The need for the St. Laurent class came about in 1949 when Canada joined NATO and the Cold War was in its infancy. The Royal Canadian Navy (RCN) was assigned responsibility for anti-submarine warfare (ASW) and controlling sea space in the western North Atlantic. The St Laurent class were built to an operational requirement much like that which produced the British Type 12, and were powered by the same machinery plant. The rounded deck-edge forward was adopted to prevent ice forming. The vessels were designed to operate in harsh Canadian conditions. They were built to counter nuclear, biological and chemical attack conditions, which led to a design with a rounded hull, a continuous main deck, and the addition of a pre-wetting system to wash away contaminants. The living spaces on the ship were part of a "citadel" which could be sealed off from contamination for the crew safety. The ships were sometimes referred to as "Cadillacs" for their relatively luxurious crew compartments; these were also the first Canadian warships to have a bunk for every crew member since previous warship designs had used hammocks.
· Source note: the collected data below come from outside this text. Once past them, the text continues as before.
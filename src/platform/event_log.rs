use std::{
    collections::BTreeMap,
    io::ErrorKind,
    path::{Path, PathBuf},
};

use anyhow::Result;
use async_trait::async_trait;
use chrono::NaiveDate;
use fs4::tokio::AsyncFileExt;
use tokio::{
    fs::File,
    io::{AsyncBufReadExt, AsyncWriteExt, BufReader},
};
use tracing::{debug, instrument, warn};

use crate::{
    usage::entities::{UsageEvent, UsageWindow},
    utils::time::date_to_record_name,
};

use super::UsageEventSource;

/// Event log kept on disk.
///  - There is a directory with all the events.
///  - Events are stored in files for a UTC day, one json event per line.
///  - Lines within a file are in the order they were appended.
pub struct EventLog {
    event_dir: PathBuf,
}

impl EventLog {
    pub fn new(event_dir: PathBuf) -> Result<Self, std::io::Error> {
        std::fs::create_dir_all(&event_dir)?;

        Ok(Self { event_dir })
    }

    fn day_path(&self, date: NaiveDate) -> PathBuf {
        self.event_dir.join(date_to_record_name(date))
    }

    /// Retrieves events from the file for a certain day. Missing files are treated as days
    /// without events.
    pub async fn events_for(&self, date: NaiveDate) -> Result<Vec<UsageEvent>> {
        async fn extract(path: &Path) -> std::result::Result<Vec<UsageEvent>, std::io::Error> {
            debug!("Extracting {path:?}");
            let file = File::open(path).await?;
            file.lock_shared()?;
            let mut reader = BufReader::new(file);
            let mut line = Vec::new();
            let mut events = vec![];
            let read = loop {
                line.clear();
                match reader.read_until(b'\n', &mut line).await {
                    Ok(0) => break Ok(()),
                    Ok(_) => {}
                    Err(e) => break Err(e),
                }
                if line.trim_ascii().is_empty() {
                    continue;
                }
                match serde_json::from_slice::<UsageEvent>(&line) {
                    Ok(v) => events.push(v),
                    Err(e) => {
                        // A write cut short by a crash leaves half a line behind.
                        warn!(
                            "During parsing in path {:?} found illegal json string {}:  {e}",
                            path,
                            String::from_utf8_lossy(&line)
                        )
                    }
                }
            };

            reader.into_inner().unlock_async().await?;
            read?;

            Ok(events)
        }

        match extract(&self.day_path(date)).await {
            Ok(events) => Ok(events),
            Err(e) if e.kind() == ErrorKind::NotFound => Ok(vec![]),
            Err(e) => Err(e)?,
        }
    }

    /// Appends events to the files of their UTC days.
    pub async fn append(&self, events: Vec<UsageEvent>) -> Result<()> {
        let mut by_day = BTreeMap::<NaiveDate, Vec<u8>>::new();
        for event in events {
            let buffer = by_day.entry(event.timestamp.date_naive()).or_default();
            serde_json::to_writer(&mut *buffer, &event)?;
            buffer.push(b'\n');
        }

        for (date, buffer) in by_day {
            let mut file = File::options()
                .append(true)
                .create(true)
                .open(self.day_path(date))
                .await?;

            file.lock_exclusive()?;
            let written = async {
                file.write_all(&buffer).await?;
                file.flush().await
            }
            .await;
            file.unlock_async().await?;
            written?;
        }
        Ok(())
    }
}

#[async_trait]
impl UsageEventSource for EventLog {
    #[instrument(skip(self))]
    async fn query_events(&self, window: UsageWindow) -> Result<Vec<UsageEvent>> {
        let last_day = window.end.date_naive();
        let mut events = vec![];
        for day in window
            .start
            .date_naive()
            .iter_days()
            .take_while(|day| *day <= last_day)
        {
            events.extend(
                self.events_for(day)
                    .await?
                    .into_iter()
                    .filter(|event| window.contains(event.timestamp)),
            );
        }
        // Separate writers may interleave slightly, the aggregation needs chronological order.
        events.sort_by_key(|event| event.timestamp);
        debug!("Found {} events", events.len());
        Ok(events)
    }
}
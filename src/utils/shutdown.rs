use tokio::select;
use tokio_util::sync::CancellationToken;

/// Cancels `cancelation` on ctrl-c, or returns once it's cancelled by someone else.
pub async fn detect_shutdown(cancelation: CancellationToken) {
    select! {
        _ = tokio::signal::ctrl_c() => {
            cancelation.cancel();
        },
        _ = cancelation.cancelled() => (),
    };
}
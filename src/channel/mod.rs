//! Line delimited json bridge for UI layers living in another process. Every request line is a
//! [MethodCall], every response line a [MethodResponse].

pub mod server;

use serde::{de::DeserializeOwned, Deserialize, Serialize};
use serde_json::Value;
use tracing::{debug, error};

use crate::stats::UsageStatsService;

pub const CHECK_USAGE_PERMISSION: &str = "checkUsagePermission";
pub const REQUEST_USAGE_PERMISSION: &str = "requestUsagePermission";
pub const GET_APP_USAGE_STATS: &str = "getAppUsageStats";

/// Argument of [GET_APP_USAGE_STATS] naming the application left out of the statistics.
pub const PACKAGE_NAME_ARGUMENT: &str = "packageName";

#[derive(Debug, Clone, Deserialize)]
pub struct MethodCall {
    pub method: String,
    #[serde(default)]
    pub arguments: Value,
}

impl MethodCall {
    /// Extracts a named argument. Missing or mistyped arguments come out as `None`.
    pub fn argument<T: DeserializeOwned>(&self, name: &str) -> Option<T> {
        self.arguments
            .get(name)
            .and_then(|v| serde_json::from_value(v.clone()).ok())
    }
}

#[derive(Debug, Clone, PartialEq, Serialize)]
#[serde(tag = "status", rename_all = "camelCase")]
pub enum MethodResponse {
    Success { result: Value },
    NotImplemented,
    Error { message: String },
}

impl MethodResponse {
    fn success(result: impl Serialize) -> Self {
        match serde_json::to_value(result) {
            Ok(result) => Self::Success { result },
            Err(e) => Self::Error {
                message: format!("Failed to serialize result: {e}"),
            },
        }
    }
}

/// Executes a single call against `service`.
pub async fn handle_call(service: &UsageStatsService, call: &MethodCall) -> MethodResponse {
    debug!("Handling {call:?}");
    match call.method.as_str() {
        CHECK_USAGE_PERMISSION => {
            let granted = service.has_permission().await.unwrap_or_else(|e| {
                error!("Failed to check usage access {e:?}");
                false
            });
            MethodResponse::success(granted)
        }
        REQUEST_USAGE_PERMISSION => {
            let launched = service.request_permission().await.unwrap_or_else(|e| {
                error!("Failed to request usage access {e:?}");
                false
            });
            MethodResponse::success(launched)
        }
        GET_APP_USAGE_STATS => {
            let excluded = call
                .argument::<String>(PACKAGE_NAME_ARGUMENT)
                .unwrap_or_default();
            MethodResponse::success(service.app_usage_today(&excluded).await)
        }
        _ => MethodResponse::NotImplemented,
    }
}
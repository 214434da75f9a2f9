use chrono::{DateTime, Utc};

/// Represents an entity responsible for providing dates across application. This can allow it to
/// be used for testing
#[cfg_attr(test, mockall::automock)]
pub trait Clock: Sync + Send + 'static {
    fn time(&self) -> DateTime<Utc>;
}

pub struct DefaultClock;

impl Clock for DefaultClock {
    fn time(&self) -> DateTime<Utc> {
        Utc::now()
    }
}
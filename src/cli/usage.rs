use anyhow::Result;
use chrono::{DateTime, Duration, Utc};
use clap::Parser;

use crate::{stats::UsageStatsService, usage::entities::AppUsage};

#[derive(Debug, Parser)]
pub struct UsageCommand {
    #[arg(
        short,
        long,
        default_value = "",
        help = "Application identifier left out of the statistics, usually the one asking"
    )]
    exclude: String,
    #[arg(
        long,
        value_parser = parse_since,
        help = "Start of the range as RFC 3339, for example 2025-03-15T08:00:00+01:00. Defaults to the start of today"
    )]
    since: Option<DateTime<Utc>>,
    #[arg(long, help = "Print json instead of a table")]
    json: bool,
}

fn parse_since(value: &str) -> Result<DateTime<Utc>, String> {
    DateTime::parse_from_rfc3339(value)
        .map(|v| v.with_timezone(&Utc))
        .map_err(|e| format!("Can't parse {value}: {e}"))
}

/// Command to process `usage` command. Prints foreground time per application, longest first.
pub async fn process_usage_command(
    service: &UsageStatsService,
    UsageCommand {
        exclude,
        since,
        json,
    }: UsageCommand,
) -> Result<()> {
    if !service.has_permission().await? {
        eprintln!("Usage access is not granted. Run `screentime permission request` first.");
        return Ok(());
    }

    let window = match since {
        Some(start) => service.window_since(start),
        None => service.today_window(),
    };
    let mut usages = service.app_usage(window, &exclude).await;
    sort_by_duration(&mut usages);

    if json {
        println!("{}", serde_json::to_string_pretty(&usages)?);
        return Ok(());
    }

    for entry in usages {
        println!(
            "{}%\t{}\t{}\t{}",
            share_percentage(entry.total_foreground, window.duration()),
            format_duration(entry.total_foreground),
            entry.display_name,
            entry.application_id
        );
    }
    Ok(())
}

fn sort_by_duration(usages: &mut [AppUsage]) {
    usages.sort_by(|a, b| {
        b.total_foreground
            .cmp(&a.total_foreground)
            .then_with(|| a.application_id.cmp(&b.application_id))
    });
}

fn share_percentage(value: Duration, whole: Duration) -> i64 {
    if whole <= Duration::zero() {
        return 0;
    }
    value.num_milliseconds() * 100 / whole.num_milliseconds()
}

fn format_duration(v: Duration) -> String {
    if v.num_hours() > 0 {
        format!(
            "{}h{}m{}s",
            v.num_hours(),
            v.num_minutes() % 60,
            v.num_seconds() % 60
        )
    } else if v.num_minutes() > 0 {
        format!("{}m{}s", v.num_minutes() % 60, v.num_seconds() % 60)
    } else {
        format!("{}s", v.num_seconds() % 60)
    }
}
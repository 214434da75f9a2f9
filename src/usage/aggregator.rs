use std::{collections::HashMap, sync::Arc};

use chrono::{DateTime, Duration, Utc};
use tracing::trace;

use super::entities::{UsageEvent, UsageEventType, UsageWindow};

pub type UsageTotals = HashMap<Arc<str>, Duration>;

/// Sums foreground time for every application in `events`, skipping `excluded` entirely.
///
/// Events must be in chronological order. A second foreground event for an application that is
/// already in the foreground replaces the open timestamp. Applications still in the foreground
/// once the events run out are counted up to `window.end`. Non-positive durations (clock skew,
/// out of order delivery) are dropped, as are background events without a matching foreground
/// one.
pub fn aggregate_usage<'a>(
    events: impl IntoIterator<Item = &'a UsageEvent>,
    window: &UsageWindow,
    excluded: &str,
) -> UsageTotals {
    let mut open = HashMap::<Arc<str>, DateTime<Utc>>::new();
    let mut totals = UsageTotals::new();

    for event in events {
        if &*event.application_id == excluded {
            continue;
        }

        match event.event_type {
            UsageEventType::Foreground => {
                open.insert(event.application_id.clone(), event.timestamp);
            }
            UsageEventType::Background => {
                if let Some(since) = open.remove(&event.application_id) {
                    add_positive(&mut totals, &event.application_id, event.timestamp - since);
                } else {
                    trace!("Unmatched background event for {}", event.application_id);
                }
            }
            UsageEventType::Other => {}
        }
    }

    for (application_id, since) in open {
        add_positive(&mut totals, &application_id, window.end - since);
    }

    totals
}

fn add_positive(totals: &mut UsageTotals, application_id: &Arc<str>, duration: Duration) {
    if duration <= Duration::zero() {
        return;
    }
    *totals
        .entry(application_id.clone())
        .or_insert_with(Duration::zero) += duration;
}
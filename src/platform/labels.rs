use std::{collections::BTreeMap, io::ErrorKind, path::PathBuf};

use anyhow::Result;
use async_trait::async_trait;
use tracing::debug;

use super::{LabelError, LabelResolver};

pub const LABELS_FILE: &str = "labels.json";

/// Application labels stored as a json object of `identifier -> name`.
pub struct LabelCatalog {
    path: PathBuf,
}

impl LabelCatalog {
    pub fn new(path: PathBuf) -> Self {
        Self { path }
    }

    async fn load(&self) -> Result<BTreeMap<String, String>, LabelError> {
        let content = match tokio::fs::read(&self.path).await {
            Ok(v) => v,
            Err(e) if e.kind() == ErrorKind::NotFound => {
                debug!("No label catalog at {:?}", self.path);
                return Ok(BTreeMap::new());
            }
            Err(e) => {
                return Err(LabelError::Catalog {
                    message: format!("{:?}: {e}", self.path),
                })
            }
        };
        serde_json::from_slice(&content).map_err(|e| LabelError::Catalog {
            message: format!("{:?}: {e}", self.path),
        })
    }

    /// Adds or replaces a label.
    pub async fn set_label(&self, application_id: &str, name: &str) -> Result<()> {
        let mut labels = self.load().await?;
        labels.insert(application_id.to_owned(), name.to_owned());
        tokio::fs::write(&self.path, serde_json::to_vec_pretty(&labels)?).await?;
        Ok(())
    }
}

#[async_trait]
impl LabelResolver for LabelCatalog {
    async fn resolve_label(&self, application_id: &str) -> Result<String, LabelError> {
        self.load()
            .await?
            .remove(application_id)
            .ok_or_else(|| LabelError::NotFound(application_id.to_owned()))
    }
}

#[cfg(test)]
mod tests {
    use anyhow::Result;
    use tempfile::tempdir;

    use crate::platform::{LabelError, LabelResolver};

    use super::{LabelCatalog, LABELS_FILE};

    #[tokio::test]
    async fn test_set_and_resolve() -> Result<()> {
        let dir = tempdir()?;
        let catalog = LabelCatalog::new(dir.path().join(LABELS_FILE));
        catalog.set_label("org.mozilla.firefox", "Firefox").await?;
        catalog.set_label("org.gnome.Nautilus", "Files").await?;
        catalog.set_label("org.mozilla.firefox", "Firefox Nightly").await?;

        assert_eq!(
            catalog.resolve_label("org.mozilla.firefox").await?,
            "Firefox Nightly"
        );
        assert_eq!(catalog.resolve_label("org.gnome.Nautilus").await?, "Files");
        Ok(())
    }

    #[tokio::test]
    async fn test_missing_label() -> Result<()> {
        let dir = tempdir()?;
        let catalog = LabelCatalog::new(dir.path().join(LABELS_FILE));
        assert_eq!(
            catalog.resolve_label("uninstalled").await,
            Err(LabelError::NotFound("uninstalled".into()))
        );
        Ok(())
    }

    #[tokio::test]
    async fn test_broken_catalog() -> Result<()> {
        let dir = tempdir()?;
        let path = dir.path().join(LABELS_FILE);
        std::fs::write(&path, "not json")?;
        let catalog = LabelCatalog::new(path);
        assert!(matches!(
            catalog.resolve_label("anything").await,
            Err(LabelError::Catalog { .. })
        ));
        Ok(())
    }
}
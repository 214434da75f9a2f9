//! Per-application foreground time for the current day, computed from a usage event log.
//! Usable as a library through [stats::UsageStatsService], from a terminal, or embedded into
//! another application through the json method [channel].
//!

pub mod channel;
pub mod cli;
pub mod platform;
pub mod stats;
pub mod usage;
pub mod utils;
As built, the ships were 366 ft long overall with a beam of 42 ft and a draught of 13 ft 2 in. The destroyer escorts displaced 2263 t standard and 2800 t at deep load. The destroyer escorts had a crew of 12 officers and 237 enlisted.

===Armament===
The St. Laurent class was fitted with twin 3 in/L50 caliber guns in two mounts for engaging both surface and air targets. The ships were also fitted with two single-mounted 40 mm guns. The class's anti-submarine armament consisted of a pair of triple-barreled Mk. NC 10 Limbo ASW mortars in a stern well. The stern well had a roller top to close it off from following seas. As with the British Type 12 design, the provision for long-range homing torpedoes, in this case BIDDER [Mk 20E] or the US Mark 35 were included. However, they were never fitted.

===Machinery===
The vessels of the St. Laurent class had two Babcock & Wilcox water tube boilers installed. The steam produced by these boilers was directed at two geared steam turbines which powered two shafts, providing 30,000 shp to drive the ship at a maximum speed of 28.5 knot. The ships had an endurance of 4570 nmi at 12 kn.

===DDH conversion===
Following successful trials aboard the frigate and sister ship , plans to convert the St. Laurent class took shape. The development of the beartrap, installed in during her 1962–63 conversion, finalized the concept. By keeping the aircraft secure, the beartrap eliminated the need for deck handling from landing to the hangar, or from hangar to takeoff.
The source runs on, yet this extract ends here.